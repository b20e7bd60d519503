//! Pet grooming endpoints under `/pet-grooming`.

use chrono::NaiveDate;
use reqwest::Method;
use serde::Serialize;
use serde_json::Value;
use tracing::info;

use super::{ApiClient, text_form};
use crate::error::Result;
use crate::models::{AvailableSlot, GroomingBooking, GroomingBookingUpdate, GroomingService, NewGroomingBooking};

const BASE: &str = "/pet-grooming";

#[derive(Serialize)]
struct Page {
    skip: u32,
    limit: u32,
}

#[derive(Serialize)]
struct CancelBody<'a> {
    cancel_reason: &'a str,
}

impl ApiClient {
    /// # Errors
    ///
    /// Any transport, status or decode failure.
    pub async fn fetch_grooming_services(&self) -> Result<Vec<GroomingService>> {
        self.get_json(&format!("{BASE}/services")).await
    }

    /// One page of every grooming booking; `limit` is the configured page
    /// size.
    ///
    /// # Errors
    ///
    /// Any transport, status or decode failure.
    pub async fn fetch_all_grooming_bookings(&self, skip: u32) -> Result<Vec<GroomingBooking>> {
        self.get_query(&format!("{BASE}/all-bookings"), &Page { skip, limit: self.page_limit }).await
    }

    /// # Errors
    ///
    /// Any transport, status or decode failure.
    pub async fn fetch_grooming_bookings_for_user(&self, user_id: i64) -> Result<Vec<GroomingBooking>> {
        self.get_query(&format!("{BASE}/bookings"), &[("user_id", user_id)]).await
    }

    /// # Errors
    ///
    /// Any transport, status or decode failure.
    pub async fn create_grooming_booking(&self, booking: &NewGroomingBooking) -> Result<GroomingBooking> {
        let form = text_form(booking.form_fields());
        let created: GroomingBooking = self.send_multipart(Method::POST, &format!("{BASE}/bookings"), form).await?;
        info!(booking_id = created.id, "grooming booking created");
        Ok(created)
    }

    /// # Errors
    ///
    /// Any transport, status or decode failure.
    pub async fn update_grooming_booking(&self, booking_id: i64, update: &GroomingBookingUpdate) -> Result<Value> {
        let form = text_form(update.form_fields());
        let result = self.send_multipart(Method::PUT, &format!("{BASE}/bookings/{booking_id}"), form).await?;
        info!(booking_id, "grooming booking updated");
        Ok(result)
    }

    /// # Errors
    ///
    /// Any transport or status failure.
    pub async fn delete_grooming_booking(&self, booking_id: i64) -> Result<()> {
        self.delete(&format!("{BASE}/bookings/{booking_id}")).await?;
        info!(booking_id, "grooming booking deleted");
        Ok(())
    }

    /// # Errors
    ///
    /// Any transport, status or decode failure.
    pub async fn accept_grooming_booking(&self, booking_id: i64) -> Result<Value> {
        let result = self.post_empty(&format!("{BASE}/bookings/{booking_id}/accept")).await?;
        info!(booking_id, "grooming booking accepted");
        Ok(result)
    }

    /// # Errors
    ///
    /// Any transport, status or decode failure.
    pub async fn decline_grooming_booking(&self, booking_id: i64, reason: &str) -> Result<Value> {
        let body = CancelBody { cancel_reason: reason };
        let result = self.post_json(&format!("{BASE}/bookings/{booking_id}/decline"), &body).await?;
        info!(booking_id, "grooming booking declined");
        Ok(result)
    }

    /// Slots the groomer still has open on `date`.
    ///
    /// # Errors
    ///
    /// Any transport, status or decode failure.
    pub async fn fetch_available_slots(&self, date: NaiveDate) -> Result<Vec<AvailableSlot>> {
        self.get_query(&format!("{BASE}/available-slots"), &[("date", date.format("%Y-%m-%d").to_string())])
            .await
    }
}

◆ ◆ ◆ ◆ ◆

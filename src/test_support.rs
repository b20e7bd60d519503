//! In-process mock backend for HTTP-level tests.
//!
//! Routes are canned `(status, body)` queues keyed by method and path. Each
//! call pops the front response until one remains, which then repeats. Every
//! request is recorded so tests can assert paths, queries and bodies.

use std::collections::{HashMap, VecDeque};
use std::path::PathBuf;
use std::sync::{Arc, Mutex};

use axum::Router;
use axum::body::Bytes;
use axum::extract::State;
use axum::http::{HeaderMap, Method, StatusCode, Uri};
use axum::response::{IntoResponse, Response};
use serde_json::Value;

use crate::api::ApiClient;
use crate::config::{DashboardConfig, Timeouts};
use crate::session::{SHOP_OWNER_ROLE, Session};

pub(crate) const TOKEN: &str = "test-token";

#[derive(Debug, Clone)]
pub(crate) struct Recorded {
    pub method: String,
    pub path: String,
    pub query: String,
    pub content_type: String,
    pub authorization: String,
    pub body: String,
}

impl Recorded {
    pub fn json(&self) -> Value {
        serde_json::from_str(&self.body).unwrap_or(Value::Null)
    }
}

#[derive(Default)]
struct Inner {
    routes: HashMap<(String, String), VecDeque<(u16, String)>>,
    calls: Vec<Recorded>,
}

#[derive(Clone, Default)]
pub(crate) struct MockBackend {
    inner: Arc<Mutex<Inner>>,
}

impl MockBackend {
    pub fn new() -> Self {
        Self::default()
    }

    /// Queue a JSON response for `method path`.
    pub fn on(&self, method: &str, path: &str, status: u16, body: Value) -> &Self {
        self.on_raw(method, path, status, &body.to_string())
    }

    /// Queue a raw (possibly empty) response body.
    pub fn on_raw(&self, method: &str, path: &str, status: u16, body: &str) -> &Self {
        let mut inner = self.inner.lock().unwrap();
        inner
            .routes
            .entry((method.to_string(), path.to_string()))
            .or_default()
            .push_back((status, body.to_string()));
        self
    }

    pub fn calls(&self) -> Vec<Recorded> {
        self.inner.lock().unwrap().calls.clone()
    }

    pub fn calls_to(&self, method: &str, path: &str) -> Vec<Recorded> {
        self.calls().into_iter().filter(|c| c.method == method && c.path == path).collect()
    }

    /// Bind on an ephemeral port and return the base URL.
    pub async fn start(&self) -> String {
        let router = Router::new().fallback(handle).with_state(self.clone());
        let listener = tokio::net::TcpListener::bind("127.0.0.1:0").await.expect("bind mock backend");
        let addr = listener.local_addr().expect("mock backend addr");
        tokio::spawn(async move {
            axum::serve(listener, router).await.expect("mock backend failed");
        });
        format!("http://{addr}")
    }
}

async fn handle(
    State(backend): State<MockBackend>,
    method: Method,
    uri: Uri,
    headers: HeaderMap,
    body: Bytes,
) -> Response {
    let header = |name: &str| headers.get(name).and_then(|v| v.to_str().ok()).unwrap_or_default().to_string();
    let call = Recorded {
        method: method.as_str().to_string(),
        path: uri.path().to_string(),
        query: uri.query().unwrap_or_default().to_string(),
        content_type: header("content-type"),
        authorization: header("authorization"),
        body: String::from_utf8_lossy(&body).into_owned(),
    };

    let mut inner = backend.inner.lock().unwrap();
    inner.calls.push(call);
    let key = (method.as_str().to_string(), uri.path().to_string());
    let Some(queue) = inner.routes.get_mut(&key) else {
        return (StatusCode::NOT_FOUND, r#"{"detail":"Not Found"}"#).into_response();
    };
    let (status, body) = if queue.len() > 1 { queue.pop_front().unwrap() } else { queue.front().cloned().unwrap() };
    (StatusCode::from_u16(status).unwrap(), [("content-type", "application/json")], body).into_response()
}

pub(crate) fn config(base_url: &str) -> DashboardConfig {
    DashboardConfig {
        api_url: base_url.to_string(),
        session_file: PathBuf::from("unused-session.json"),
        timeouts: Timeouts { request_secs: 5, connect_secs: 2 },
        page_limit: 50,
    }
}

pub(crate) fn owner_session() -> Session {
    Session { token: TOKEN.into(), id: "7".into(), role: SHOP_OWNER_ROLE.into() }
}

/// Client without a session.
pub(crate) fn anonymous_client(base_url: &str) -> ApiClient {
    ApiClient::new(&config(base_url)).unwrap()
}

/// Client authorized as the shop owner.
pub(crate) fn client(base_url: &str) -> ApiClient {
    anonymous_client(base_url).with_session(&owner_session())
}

◆ ◆ ◆ ◆ ◆

Task instructions
For each line in the records that holds "front", show that line as it stands.

Exercise solution
//! call pops the front response until one remains, which then repeats. Every
    let (status, body) = if queue.len() > 1 { queue.pop_front().unwrap() } else { queue.front().cloned().unwrap() };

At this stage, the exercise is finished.